So, this is a small thing, but something I’m proud of. Over the past year, I’ve been practicing German (🇩🇪 *Ich habe Deutsch gelernt!*) using Duolingo’s mobile app. I don’t have an especially romantic reason for why I settled on the language, but I had watched the first season of *Dark* on Netflix in 2018, and don’t really enjoy dubbed foreign film/tv. Listening to the language prompted me to try a few lessons initially, but I settled into routine practice while finishing *Babylon Berlin*^{1} last fall. I don’t remember setting an explicit goal to reach a year of daily practice, but we’re coming up on that point. According to the app, I’ve been on a streak of 217 days! *Leider habe ich nicht jeden Tag geübt.* There were several days where I missed my usual 20-25 minutes of practice, but Duolingo lets you purchase “streak freezes” with in-app currency to preserve your progress. Here’s a snapshot of my streak(s) over the past 8 months.
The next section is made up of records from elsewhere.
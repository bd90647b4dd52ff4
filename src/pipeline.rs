//! Generation pipeline orchestrating quota, preprocessing, generation and persistence.
//!
//! # Architecture
//!
//! ```text
//! ┌──────────────────────────────────────────────────────────────────┐
//! │                        GenerationPipeline                        │
//! │  ┌────────────────────────────────────────────────────────────┐  │
//! │  │                          run()                             │  │
//! │  │  1. Consume quota     3. Compose prompt    5. Save pair    │  │
//! │  │  2. Normalize image   4. Generate                          │  │
//! │  └────────────────────────────────────────────────────────────┘  │
//! │        │              │                  │               │       │
//! │        ▼              ▼                  ▼               ▼       │
//! │  ┌───────────┐ ┌───────────────┐ ┌────────────────┐ ┌──────────┐ │
//! │  │RateLimiter│ │ImagePreprocess│ │GenerationClient│ │ResultStore│ │
//! │  └───────────┘ └───────────────┘ └────────────────┘ └──────────┘ │
//! └──────────────────────────────────────────────────────────────────┘
//! ```
//!
//! Steps run strictly in order. Nothing past the quota check runs for a
//! caller without quota, and nothing is persisted without a generated image.
//! Quota consumed by a run that later fails is not returned.

use serde::{Deserialize, Serialize};
use tracing::{debug, error, info, warn};

use crate::error::{PipelineError, RateLimitError, StoreError, ValidationError};
use crate::generation::GenerationClient;
use crate::media::{EncodedImage, ImageData, ImagePreprocessor};
use crate::prompt;
use crate::ratelimit::{RateLimitInfo, RateLimiter};
use crate::store::{PhotoResult, ResultStore};

// =============================================================================
// Request / Response
// =============================================================================

/// A validated generation request.
#[derive(Debug, Clone, PartialEq, Eq)]
pub struct GenerationRequest {
    /// Free text from the caller; may be empty
    pub prompt: String,

    /// Uploaded image
    pub image: ImageData,
}

impl GenerationRequest {
    pub fn new(prompt: impl Into<String>, image: ImageData) -> Self {
        Self {
            prompt: prompt.into(),
            image,
        }
    }

    /// Build a request from its wire form, applying the upload rules.
    pub fn from_encoded(
        prompt: Option<String>,
        image: Option<&EncodedImage>,
        max_upload_bytes: usize,
    ) -> Result<Self, ValidationError> {
        let image = image
            .ok_or(ValidationError::MissingImage)?
            .decode(max_upload_bytes)?;
        Ok(Self::new(prompt.unwrap_or_default(), image))
    }
}

/// Response for every pipeline run, successful or not.
#[derive(Debug, Clone, PartialEq, Serialize, Deserialize)]
#[serde(rename_all = "camelCase")]
pub struct PipelineResponse {
    /// Generated image as a data URL; `None` on failure
    pub image_data: Option<String>,

    /// Quota state after this run
    pub rate_limit_info: RateLimitInfo,

    #[serde(default, skip_serializing_if = "Option::is_none")]
    pub error: Option<String>,

    #[serde(default, skip_serializing_if = "Option::is_none")]
    pub photo_result: Option<PhotoResult>,
}

/// A failed run: the error plus the quota state to report with it.
#[derive(Debug, Clone)]
pub struct PipelineFailure {
    pub error: PipelineError,
    pub rate_limit_info: RateLimitInfo,
}

impl PipelineFailure {
    /// Response body for this failure.
    pub fn to_response(&self) -> PipelineResponse {
        PipelineResponse {
            image_data: None,
            rate_limit_info: self.rate_limit_info,
            error: Some(self.error.public_message()),
            photo_result: None,
        }
    }
}

// =============================================================================
// Pipeline
// =============================================================================

/// Orchestrates one generation per request.
///
/// Holds no mutable state of its own; quota counters and results live behind
/// the limiter and the store.
#[derive(Clone)]
pub struct GenerationPipeline {
    limiter: RateLimiter,
    preprocessor: ImagePreprocessor,
    generator: GenerationClient,
    store: ResultStore,
}

impl GenerationPipeline {
    pub fn new(
        limiter: RateLimiter,
        preprocessor: ImagePreprocessor,
        generator: GenerationClient,
        store: ResultStore,
    ) -> Self {
        Self {
            limiter,
            preprocessor,
            generator,
            store,
        }
    }

    pub fn limiter(&self) -> &RateLimiter {
        &self.limiter
    }

    pub fn store(&self) -> &ResultStore {
        &self.store
    }

    /// Run one generation for `identifier`.
    pub async fn run(
        &self,
        identifier: &str,
        request: GenerationRequest,
    ) -> Result<PipelineResponse, PipelineFailure> {
        let info = match self.limiter.check_and_consume(identifier).await {
            Ok(info) => info,
            Err(e) => {
                error!(identifier = identifier, "Quota check failed: {}", e);
                return Err(PipelineFailure {
                    error: e.into(),
                    rate_limit_info: RateLimitInfo::unavailable(self.limiter.limit()),
                });
            }
        };

        if !info.success {
            let retry_after_secs = info
                .reset
                .saturating_sub(self.limiter.now_millis())
                .div_ceil(1000);
            info!(identifier = identifier, reset = info.reset, "Quota exhausted");
            return Err(PipelineFailure {
                error: PipelineError::QuotaExceeded {
                    limit: info.limit,
                    reset: info.reset,
                    retry_after_secs,
                },
                rate_limit_info: info,
            });
        }

        let fail = |error: PipelineError| PipelineFailure {
            error,
            rate_limit_info: info,
        };

        let image = self.normalize(request.image).await;
        let instructions = prompt::compose(&request.prompt);

        let generated = self
            .generator
            .generate(&instructions, &image)
            .await
            .map_err(|e| fail(e.into()))?;

        let result = self.store.save(&image, &generated).await.map_err(|e| {
            error!(identifier = identifier, "Failed to persist result: {}", e);
            fail(e.into())
        })?;

        info!(
            identifier = identifier,
            id = %result.id,
            remaining = info.remaining,
            "Generation completed"
        );

        Ok(PipelineResponse {
            image_data: Some(generated.to_data_url()),
            rate_limit_info: info,
            error: None,
            photo_result: Some(result),
        })
    }

    /// Failure for a request rejected before the pipeline ran.
    ///
    /// Carries the caller's current quota without consuming any.
    pub async fn reject(&self, identifier: &str, error: ValidationError) -> PipelineFailure {
        debug!(identifier = identifier, "Rejected invalid request: {}", error);
        PipelineFailure {
            error: error.into(),
            rate_limit_info: self.quota_status_or_unavailable(identifier).await,
        }
    }

    /// Current quota for `identifier` without consuming any.
    pub async fn quota_status(
        &self,
        identifier: &str,
    ) -> Result<RateLimitInfo, RateLimitError> {
        self.limiter.peek(identifier).await
    }

    /// Look up a saved result.
    pub async fn get_result(&self, id: &str) -> Result<Option<PhotoResult>, StoreError> {
        self.store.get(id).await
    }

    async fn quota_status_or_unavailable(&self, identifier: &str) -> RateLimitInfo {
        match self.limiter.peek(identifier).await {
            Ok(info) => info,
            Err(e) => {
                warn!(identifier = identifier, "Quota status unavailable: {}", e);
                RateLimitInfo::unavailable(self.limiter.limit())
            }
        }
    }

    /// Decode and resize off the async runtime; best effort.
    async fn normalize(&self, image: ImageData) -> ImageData {
        let preprocessor = self.preprocessor;
        let input = image.clone();
        match tokio::task::spawn_blocking(move || preprocessor.normalize(&input)).await {
            Ok(normalized) => normalized,
            Err(e) => {
                warn!("Image preprocessing task failed: {}", e);
                image
            }
        }
    }
}

// =============================================================================
// Tests
// =============================================================================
So, each freeze is a day that I’m “behind” on my goal. If I’ve used 26 freezes now, how many more should I expect over the next 4-ish months? I started right around the end of August, so 17 weeks from now would be close to my 1-year mark of daily practice. When counting the number of freezes on a weekly basis, the distribution looks fairly close to a Poisson distribution.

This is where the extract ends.